EXERCISE:
Each line of the entries below that holds "tokio" is needed, copied in full.

BEGIN DATA

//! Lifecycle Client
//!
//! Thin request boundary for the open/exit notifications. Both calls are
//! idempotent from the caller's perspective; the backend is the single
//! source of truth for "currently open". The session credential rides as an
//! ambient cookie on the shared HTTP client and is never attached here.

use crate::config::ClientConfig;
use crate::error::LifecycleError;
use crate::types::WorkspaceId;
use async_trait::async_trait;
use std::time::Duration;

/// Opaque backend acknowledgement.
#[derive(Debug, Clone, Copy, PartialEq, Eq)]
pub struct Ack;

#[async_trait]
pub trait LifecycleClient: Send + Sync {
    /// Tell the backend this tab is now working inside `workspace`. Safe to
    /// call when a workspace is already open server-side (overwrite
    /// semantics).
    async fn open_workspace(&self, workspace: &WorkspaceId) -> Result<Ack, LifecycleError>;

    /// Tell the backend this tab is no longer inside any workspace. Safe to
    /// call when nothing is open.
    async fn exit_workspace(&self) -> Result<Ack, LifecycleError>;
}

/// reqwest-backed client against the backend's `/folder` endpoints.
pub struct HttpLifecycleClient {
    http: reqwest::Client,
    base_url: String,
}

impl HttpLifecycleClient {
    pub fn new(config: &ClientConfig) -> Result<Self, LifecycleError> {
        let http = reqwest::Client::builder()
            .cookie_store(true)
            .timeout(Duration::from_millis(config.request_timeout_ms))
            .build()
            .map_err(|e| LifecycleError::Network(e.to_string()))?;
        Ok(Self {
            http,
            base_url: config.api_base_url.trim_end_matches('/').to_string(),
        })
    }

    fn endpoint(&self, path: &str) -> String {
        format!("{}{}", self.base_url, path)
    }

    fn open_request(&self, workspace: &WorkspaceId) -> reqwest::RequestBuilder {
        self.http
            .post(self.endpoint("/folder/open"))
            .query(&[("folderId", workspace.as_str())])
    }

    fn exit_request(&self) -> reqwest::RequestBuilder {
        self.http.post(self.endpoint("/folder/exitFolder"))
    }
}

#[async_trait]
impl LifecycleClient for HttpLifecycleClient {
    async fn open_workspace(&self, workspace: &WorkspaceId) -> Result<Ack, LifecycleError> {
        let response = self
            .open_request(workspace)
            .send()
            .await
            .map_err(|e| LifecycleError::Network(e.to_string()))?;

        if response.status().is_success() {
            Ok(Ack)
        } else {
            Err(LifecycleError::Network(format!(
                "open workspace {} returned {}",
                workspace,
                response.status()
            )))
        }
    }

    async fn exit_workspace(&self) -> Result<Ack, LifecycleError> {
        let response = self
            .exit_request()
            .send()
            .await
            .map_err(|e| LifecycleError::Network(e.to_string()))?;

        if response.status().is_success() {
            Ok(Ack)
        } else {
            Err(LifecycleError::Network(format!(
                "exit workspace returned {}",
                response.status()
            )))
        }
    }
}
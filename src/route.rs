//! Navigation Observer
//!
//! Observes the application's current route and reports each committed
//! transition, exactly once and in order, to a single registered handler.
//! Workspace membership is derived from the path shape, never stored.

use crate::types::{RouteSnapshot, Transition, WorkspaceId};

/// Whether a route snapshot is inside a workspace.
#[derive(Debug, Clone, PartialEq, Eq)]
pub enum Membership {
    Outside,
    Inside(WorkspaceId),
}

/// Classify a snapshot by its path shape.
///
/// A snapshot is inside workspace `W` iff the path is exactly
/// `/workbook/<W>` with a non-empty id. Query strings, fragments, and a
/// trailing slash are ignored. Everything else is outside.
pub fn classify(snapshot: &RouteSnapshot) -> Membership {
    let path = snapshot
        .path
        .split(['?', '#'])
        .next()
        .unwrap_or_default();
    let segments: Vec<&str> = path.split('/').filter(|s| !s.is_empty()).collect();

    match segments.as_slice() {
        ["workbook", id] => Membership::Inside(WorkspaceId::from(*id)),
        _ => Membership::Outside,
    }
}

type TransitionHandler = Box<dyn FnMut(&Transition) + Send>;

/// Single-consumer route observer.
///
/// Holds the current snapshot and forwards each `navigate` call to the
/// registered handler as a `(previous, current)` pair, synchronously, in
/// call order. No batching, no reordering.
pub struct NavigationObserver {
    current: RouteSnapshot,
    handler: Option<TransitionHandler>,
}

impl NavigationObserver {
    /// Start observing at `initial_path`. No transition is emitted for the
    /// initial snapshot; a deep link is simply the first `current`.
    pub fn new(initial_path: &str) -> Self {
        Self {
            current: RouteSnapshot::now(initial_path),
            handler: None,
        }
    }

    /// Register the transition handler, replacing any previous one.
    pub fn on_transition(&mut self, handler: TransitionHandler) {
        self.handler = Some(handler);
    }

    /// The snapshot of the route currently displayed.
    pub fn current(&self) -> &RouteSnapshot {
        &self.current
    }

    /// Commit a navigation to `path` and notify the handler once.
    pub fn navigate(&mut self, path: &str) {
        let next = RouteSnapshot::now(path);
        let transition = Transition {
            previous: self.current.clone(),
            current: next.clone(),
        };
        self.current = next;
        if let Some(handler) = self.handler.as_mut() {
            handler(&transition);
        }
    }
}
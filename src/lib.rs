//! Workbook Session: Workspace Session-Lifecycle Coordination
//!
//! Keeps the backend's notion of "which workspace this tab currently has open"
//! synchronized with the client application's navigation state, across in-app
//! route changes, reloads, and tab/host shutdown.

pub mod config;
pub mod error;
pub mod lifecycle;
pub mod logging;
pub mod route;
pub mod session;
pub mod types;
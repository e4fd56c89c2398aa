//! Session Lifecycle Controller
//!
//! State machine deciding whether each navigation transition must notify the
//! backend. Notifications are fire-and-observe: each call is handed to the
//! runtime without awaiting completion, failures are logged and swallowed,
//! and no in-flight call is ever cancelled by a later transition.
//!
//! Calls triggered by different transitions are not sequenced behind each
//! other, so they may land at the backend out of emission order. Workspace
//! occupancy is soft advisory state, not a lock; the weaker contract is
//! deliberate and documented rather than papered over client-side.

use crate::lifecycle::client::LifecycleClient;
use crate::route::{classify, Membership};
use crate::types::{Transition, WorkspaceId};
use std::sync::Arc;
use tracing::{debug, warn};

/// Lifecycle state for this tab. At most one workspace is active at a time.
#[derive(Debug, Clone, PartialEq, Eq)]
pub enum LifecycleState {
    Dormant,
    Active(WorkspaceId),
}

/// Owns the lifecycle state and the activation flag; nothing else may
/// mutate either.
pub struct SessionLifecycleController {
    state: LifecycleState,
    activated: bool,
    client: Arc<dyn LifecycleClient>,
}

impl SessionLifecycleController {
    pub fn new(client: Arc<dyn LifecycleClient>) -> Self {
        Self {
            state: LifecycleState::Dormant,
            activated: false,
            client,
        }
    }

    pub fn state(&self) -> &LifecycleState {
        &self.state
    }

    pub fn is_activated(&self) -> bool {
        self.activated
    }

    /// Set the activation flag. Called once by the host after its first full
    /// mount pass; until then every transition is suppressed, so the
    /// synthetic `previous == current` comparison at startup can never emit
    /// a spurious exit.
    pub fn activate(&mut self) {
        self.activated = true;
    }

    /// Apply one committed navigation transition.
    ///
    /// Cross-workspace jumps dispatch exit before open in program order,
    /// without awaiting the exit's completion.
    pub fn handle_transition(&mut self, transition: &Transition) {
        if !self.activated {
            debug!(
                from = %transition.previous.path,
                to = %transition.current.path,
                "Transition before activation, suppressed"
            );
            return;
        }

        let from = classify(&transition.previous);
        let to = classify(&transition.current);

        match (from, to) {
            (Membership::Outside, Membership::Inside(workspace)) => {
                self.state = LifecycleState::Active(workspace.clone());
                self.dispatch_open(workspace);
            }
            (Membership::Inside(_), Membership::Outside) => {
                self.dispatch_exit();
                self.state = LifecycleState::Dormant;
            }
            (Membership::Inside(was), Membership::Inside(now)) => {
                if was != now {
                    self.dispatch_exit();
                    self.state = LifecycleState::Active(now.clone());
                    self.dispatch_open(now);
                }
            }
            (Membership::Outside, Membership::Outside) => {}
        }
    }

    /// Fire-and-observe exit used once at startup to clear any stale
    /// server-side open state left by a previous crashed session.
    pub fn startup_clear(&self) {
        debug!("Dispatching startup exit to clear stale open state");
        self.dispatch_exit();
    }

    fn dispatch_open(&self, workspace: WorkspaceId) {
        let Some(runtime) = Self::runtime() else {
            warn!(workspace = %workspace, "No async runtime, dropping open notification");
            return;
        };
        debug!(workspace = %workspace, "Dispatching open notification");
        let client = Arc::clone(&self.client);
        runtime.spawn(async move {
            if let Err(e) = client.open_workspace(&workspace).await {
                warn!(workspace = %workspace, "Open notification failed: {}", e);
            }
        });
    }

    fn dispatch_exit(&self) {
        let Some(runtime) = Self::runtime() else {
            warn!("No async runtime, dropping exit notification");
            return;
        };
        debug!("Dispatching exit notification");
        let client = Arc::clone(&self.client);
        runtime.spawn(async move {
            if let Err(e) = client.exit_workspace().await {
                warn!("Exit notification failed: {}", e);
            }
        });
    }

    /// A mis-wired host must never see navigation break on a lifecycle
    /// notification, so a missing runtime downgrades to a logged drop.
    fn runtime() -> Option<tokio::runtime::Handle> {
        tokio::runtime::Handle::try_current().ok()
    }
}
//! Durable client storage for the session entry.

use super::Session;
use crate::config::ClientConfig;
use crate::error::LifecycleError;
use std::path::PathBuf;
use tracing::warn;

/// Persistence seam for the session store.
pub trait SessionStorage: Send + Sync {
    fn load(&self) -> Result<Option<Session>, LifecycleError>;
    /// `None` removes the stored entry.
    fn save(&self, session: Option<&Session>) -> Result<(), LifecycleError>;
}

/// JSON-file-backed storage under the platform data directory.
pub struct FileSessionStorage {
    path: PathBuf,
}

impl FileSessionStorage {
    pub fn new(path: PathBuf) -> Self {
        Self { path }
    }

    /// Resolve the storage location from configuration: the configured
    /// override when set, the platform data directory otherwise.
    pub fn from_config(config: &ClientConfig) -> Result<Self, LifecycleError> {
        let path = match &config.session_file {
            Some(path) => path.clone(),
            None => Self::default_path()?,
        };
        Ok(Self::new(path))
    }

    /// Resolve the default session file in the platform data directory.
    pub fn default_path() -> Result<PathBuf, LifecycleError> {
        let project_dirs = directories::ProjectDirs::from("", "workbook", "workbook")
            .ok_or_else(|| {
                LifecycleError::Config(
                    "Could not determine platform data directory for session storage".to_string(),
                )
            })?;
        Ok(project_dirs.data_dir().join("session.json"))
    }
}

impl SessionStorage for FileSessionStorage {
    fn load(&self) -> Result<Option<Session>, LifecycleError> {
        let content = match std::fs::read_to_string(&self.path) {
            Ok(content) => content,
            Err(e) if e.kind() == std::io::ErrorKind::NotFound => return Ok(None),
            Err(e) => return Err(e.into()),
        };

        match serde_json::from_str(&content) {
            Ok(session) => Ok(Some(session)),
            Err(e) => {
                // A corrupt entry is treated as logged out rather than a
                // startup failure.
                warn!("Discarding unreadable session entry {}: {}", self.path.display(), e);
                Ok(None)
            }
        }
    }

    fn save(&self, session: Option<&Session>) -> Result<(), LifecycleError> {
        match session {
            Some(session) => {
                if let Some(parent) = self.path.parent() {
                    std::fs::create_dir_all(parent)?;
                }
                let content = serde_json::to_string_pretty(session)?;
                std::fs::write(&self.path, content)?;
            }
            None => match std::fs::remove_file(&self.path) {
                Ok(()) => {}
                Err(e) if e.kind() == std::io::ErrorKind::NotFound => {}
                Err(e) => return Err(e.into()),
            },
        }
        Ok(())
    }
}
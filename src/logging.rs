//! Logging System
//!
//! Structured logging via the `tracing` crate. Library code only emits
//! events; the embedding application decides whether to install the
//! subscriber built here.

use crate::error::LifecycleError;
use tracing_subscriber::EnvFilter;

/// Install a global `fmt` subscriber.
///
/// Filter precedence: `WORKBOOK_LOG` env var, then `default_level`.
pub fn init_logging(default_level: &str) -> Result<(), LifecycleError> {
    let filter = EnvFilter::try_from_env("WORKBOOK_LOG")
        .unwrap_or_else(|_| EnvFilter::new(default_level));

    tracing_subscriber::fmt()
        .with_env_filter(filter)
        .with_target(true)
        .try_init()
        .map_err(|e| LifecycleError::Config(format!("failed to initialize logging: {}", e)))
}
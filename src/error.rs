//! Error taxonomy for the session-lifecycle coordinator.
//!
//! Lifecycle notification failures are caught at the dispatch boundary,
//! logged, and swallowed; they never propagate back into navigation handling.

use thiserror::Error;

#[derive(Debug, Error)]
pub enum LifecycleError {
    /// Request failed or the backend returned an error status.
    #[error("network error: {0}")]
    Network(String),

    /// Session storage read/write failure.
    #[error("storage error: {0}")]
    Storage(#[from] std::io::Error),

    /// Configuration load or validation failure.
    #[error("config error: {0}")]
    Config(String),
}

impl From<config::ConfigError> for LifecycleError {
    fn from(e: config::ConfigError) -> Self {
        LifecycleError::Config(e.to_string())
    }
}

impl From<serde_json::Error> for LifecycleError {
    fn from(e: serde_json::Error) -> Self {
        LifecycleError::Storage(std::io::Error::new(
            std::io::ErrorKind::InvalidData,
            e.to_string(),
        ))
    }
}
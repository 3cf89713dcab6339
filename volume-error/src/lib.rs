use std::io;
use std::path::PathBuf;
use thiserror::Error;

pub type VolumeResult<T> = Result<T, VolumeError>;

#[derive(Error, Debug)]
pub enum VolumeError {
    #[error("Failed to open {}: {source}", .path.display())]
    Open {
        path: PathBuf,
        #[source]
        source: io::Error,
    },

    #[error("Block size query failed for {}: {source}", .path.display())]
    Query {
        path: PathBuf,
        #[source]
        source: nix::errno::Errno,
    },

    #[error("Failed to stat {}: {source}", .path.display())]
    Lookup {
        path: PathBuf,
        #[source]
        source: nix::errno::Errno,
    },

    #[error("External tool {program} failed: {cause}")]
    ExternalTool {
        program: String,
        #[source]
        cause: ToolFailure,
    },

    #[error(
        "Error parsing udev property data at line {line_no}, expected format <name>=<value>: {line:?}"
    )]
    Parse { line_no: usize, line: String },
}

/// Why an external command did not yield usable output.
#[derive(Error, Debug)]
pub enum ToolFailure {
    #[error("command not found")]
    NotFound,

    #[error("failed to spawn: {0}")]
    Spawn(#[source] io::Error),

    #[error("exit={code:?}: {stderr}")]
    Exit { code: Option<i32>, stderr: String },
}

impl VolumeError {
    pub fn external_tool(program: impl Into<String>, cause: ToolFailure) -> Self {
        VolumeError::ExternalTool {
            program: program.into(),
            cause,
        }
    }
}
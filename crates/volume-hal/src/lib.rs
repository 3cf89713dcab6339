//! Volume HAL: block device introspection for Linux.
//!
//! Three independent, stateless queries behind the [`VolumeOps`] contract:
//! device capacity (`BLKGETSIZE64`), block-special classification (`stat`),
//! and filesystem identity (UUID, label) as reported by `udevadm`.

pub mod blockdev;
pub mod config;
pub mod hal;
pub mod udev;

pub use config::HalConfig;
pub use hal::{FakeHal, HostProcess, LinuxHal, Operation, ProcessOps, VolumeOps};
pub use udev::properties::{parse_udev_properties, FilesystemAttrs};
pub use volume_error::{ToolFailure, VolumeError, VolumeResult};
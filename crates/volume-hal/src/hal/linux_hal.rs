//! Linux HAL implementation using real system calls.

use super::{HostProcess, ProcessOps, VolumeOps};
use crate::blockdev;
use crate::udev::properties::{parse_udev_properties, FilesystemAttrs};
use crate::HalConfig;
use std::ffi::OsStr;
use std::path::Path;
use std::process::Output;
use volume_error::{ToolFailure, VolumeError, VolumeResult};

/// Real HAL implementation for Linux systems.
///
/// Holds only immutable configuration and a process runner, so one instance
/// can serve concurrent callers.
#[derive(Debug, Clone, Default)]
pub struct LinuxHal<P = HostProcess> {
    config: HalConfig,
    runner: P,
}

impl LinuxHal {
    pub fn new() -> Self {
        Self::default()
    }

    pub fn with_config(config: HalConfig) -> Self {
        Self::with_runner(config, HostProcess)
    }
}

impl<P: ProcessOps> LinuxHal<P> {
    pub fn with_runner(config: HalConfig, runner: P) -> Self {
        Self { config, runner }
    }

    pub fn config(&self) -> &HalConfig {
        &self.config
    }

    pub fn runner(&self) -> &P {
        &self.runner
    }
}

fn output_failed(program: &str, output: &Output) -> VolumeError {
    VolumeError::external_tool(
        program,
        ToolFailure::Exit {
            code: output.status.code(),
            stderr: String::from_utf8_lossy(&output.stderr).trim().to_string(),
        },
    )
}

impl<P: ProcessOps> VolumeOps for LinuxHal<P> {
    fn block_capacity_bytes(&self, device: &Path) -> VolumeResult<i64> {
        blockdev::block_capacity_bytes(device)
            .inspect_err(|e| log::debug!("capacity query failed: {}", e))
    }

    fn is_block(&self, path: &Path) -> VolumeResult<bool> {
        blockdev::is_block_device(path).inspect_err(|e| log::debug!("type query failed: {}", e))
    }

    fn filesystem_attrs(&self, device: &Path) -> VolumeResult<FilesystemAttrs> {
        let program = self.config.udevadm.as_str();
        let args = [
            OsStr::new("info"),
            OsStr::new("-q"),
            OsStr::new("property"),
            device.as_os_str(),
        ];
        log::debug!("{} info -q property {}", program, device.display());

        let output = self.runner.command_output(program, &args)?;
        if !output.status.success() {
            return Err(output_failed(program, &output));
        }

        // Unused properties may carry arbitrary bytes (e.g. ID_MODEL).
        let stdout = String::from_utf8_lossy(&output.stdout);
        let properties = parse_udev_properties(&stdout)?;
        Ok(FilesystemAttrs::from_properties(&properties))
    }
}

END DATA

REPLY TO THE TASK:
    fn runtime() -> Option<tokio::runtime::Handle> {
        tokio::runtime::Handle::try_current().ok()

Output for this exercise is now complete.